Observabilité à l'échelle : au-delà des dashboards Grafana
Une organisation avec 50+ microservices et 500+ collaborateurs produit téraoctets de logs par jour. Ajouter un dashboard Grafana de plus ne résout pas le problème. En fait, ça l'aggrave : alert fatigue, bruit signal/noise monstrueux, et une équipe ops noyée.
L'observabilité moderne = trois piliers (metrics, traces, logs) intégrés intelligemment. Pas juste "afficher plus de données."

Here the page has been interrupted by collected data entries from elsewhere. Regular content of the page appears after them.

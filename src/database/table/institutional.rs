use anyhow::{Context, Result};
use chrono::{DateTime, Local, NaiveDate};
use sqlx::postgres::PgQueryResult;

use crate::{
    database::{self, CopyIn},
    util::map::Keyable,
};

/// 三大法人買賣超（股數）
#[derive(sqlx::FromRow, Default, Debug, Clone)]
pub struct Institutional {
    pub date: NaiveDate,
    pub stock_symbol: String,
    pub name: String,
    /// 外資及陸資買進股數
    pub foreign_buy: i64,
    /// 外資及陸資賣出股數
    pub foreign_sell: i64,
    /// 外資及陸資買賣超股數
    pub foreign_net: i64,
    /// 投信買進股數
    pub trust_buy: i64,
    /// 投信賣出股數
    pub trust_sell: i64,
    /// 投信買賣超股數
    pub trust_net: i64,
    /// 自營商買賣超股數
    pub dealer_net: i64,
    /// 三大法人買賣超股數
    pub total_net: i64,
    /// 交易所代碼 1:上市 2:上櫃
    pub exchange_id: i32,
    pub create_time: DateTime<Local>,
}

impl Keyable for Institutional {
    fn key(&self) -> String {
        format!("{}-{}", self.stock_symbol, self.date.format("%Y%m%d"))
    }

    fn key_with_prefix(&self) -> String {
        format!("Institutional:{}", self.key())
    }
}

impl CopyIn for Institutional {
    fn to_csv(&self) -> String {
        format!(
            "{},{},{},{},{},{},{},{},{},{},{},{}\n",
            self.date.format("%Y-%m-%d"),
            self.stock_symbol,
            self.name.replace(',', ""),
            self.foreign_buy,
            self.foreign_sell,
            self.foreign_net,
            self.trust_buy,
            self.trust_sell,
            self.trust_net,
            self.dealer_net,
            self.total_net,
            self.exchange_id
        )
    }
}

impl Institutional {
    pub fn new(stock_symbol: String) -> Self {
        Institutional {
            stock_symbol,
            create_time: Local::now(),
            ..Default::default()
        }
    }

    /// 以 `COPY FROM STDIN` 批次寫入三大法人買賣超
    pub async fn copy_in_raw(items: &[Institutional]) -> Result<u64> {
        let sql = r#"
COPY institutional(
    date, stock_symbol, name, foreign_buy, foreign_sell, foreign_net,
    trust_buy, trust_sell, trust_net, dealer_net, total_net, exchange_id
) FROM STDIN WITH (FORMAT CSV)
"#;
        database::copy_in_raw(sql, items).await
    }

    /// 刪除指定日期的法人資料，重跑同一天時先清掉舊資料
    pub async fn delete_by_date(date: NaiveDate) -> Result<PgQueryResult> {
        sqlx::query(r#"DELETE FROM institutional WHERE date = $1;"#)
            .bind(date)
            .execute(database::get_connection())
            .await
            .context(format!(
                "Failed to Institutional::delete_by_date({}) from database",
                date
            ))
    }
}

#[cfg(test)]
mod tests {
    use super::*;

    #[test]
    fn test_to_csv() {
        let mut item = Institutional::new("2330".to_string());
        item.date = NaiveDate::from_ymd_opt(2025, 5, 8).unwrap();
        item.name = "台積電".to_string();
        item.foreign_buy = 1000;
        item.foreign_sell = 400;
        item.foreign_net = 600;
        item.total_net = 600;
        item.exchange_id = 1;

        assert_eq!(
            item.to_csv(),
            "2025-05-08,2330,台積電,1000,400,600,0,0,0,0,600,1\n"
        );
    }
}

Les trois piliers : metrics, traces, logs
Metrics : l'ensemble
Agrégés, rapides, bas bruit.
CPU utilization: 62%
Memory used: 4.2 GB
Request latency p95: 234ms
Error rate: 0.8%
Avantages : compact, indexable, efficace pour alerting Inconvénients : agrégés = contexte perdu
Traces : le story
Suivi d'une requête entière à travers tous les services.

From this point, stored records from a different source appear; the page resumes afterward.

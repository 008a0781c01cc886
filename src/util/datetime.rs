use chrono::{DateTime, Datelike, Local, NaiveDate, Weekday};

/// A trait representing the weekend concept.
pub trait Weekend {
    /// Returns `true` if the date falls on a Saturday or Sunday.
    fn is_weekend(&self) -> bool;
}

impl Weekend for DateTime<Local> {
    fn is_weekend(&self) -> bool {
        matches!(self.weekday(), Weekday::Sat | Weekday::Sun)
    }
}

impl Weekend for NaiveDate {
    fn is_weekend(&self) -> bool {
        matches!(self.weekday(), Weekday::Sat | Weekday::Sun)
    }
}

/// 西元年轉民國年
pub fn gregorian_year_to_roc_year(year: i32) -> i32 {
    year - 1911
}

/// 民國年轉西元年
pub fn roc_year_to_gregorian_year(year: i32) -> i32 {
    year + 1911
}

/// 將日期轉為民國日期字串（yyy/mm/dd），櫃買中心多數端點使用此格式
pub fn to_roc_date(date: NaiveDate) -> String {
    format!(
        "{}/{:02}/{:02}",
        gregorian_year_to_roc_year(date.year()),
        date.month(),
        date.day()
    )
}
use anyhow::Result;
use chrono::NaiveDate;

use crate::{crawler, database::table::valuation::Valuation, logging};

/// 回補指定日期上市與上櫃的估值指標（殖利率、本益比、股價淨值比）
pub async fn execute(date: NaiveDate) -> Result<usize> {
    let (twse, tpex) = tokio::join!(
        crawler::twse::valuation::visit(date),
        crawler::tpex::valuation::visit(date)
    );

    let mut rows = Vec::with_capacity(4096);
    for result in [twse, tpex] {
        match result {
            Ok(mut r) => rows.append(&mut r),
            Err(why) => {
                logging::error_file_async(format!("估值指標抓取失敗 ({:?})", why));
            }
        }
    }

    if rows.is_empty() {
        logging::info_file_async(format!("{} 沒有估值指標可回補", date));
        return Ok(0);
    }

    Valuation::delete_by_date(date).await?;
    let count = Valuation::copy_in_raw(&rows).await?;

    Ok(count as usize)
}

#[cfg(test)]
mod tests {
    use super::*;

    #[tokio::test]
    #[ignore]
    async fn execute_should_work() {
        dotenv::dotenv().ok();
        logging::debug_file_async("開始 backfill::valuation::execute".to_string());
        let date = NaiveDate::from_ymd_opt(2025, 5, 8).unwrap();
        match execute(date).await {
            Ok(count) => {
                logging::debug_file_async(format!("count:{}", count));
            }
            Err(why) => {
                logging::debug_file_async(format!("Failed to execute because {:?}", why));
            }
        }
        logging::debug_file_async("結束 backfill::valuation::execute".to_string());
    }
}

User request → API gateway (12ms)
→ Auth service (8ms)
→ Order service (156ms)
→ Database query (143ms)
→ Cache miss (2ms)
→ Payment service (78ms)
→ Return response (22ms)
Total: 284ms
Avantages : contexte complet, localiser bottleneck Inconvénients : lourd, coûteux à stocker/analyser
Logs : les détails
Unstructured ou semi-structured, très verbeux.
{
"timestamp": "2025-03-16T14:23:45Z",
"level": "ERROR",
"service": "order-api",
"trace_id": "abc123def456",
"message": "Database connection timeout",
"context": {
"user_id": 12345,
"order_id": 67890,
"retry_count": 3
}
}
Avantages : détail complet, pattern matching Inconvénients : énorme volume, coûteux
OpenTelemetry : l'intégration standard
OpenTelemetry (OTel) est l'approche moderne : instrument une fois, exporter partout.
import (
"go.opentelemetry.io/otel"
"go.opentelemetry.io/otel/exporters/otlp/otlptrace/otlptracegrpc"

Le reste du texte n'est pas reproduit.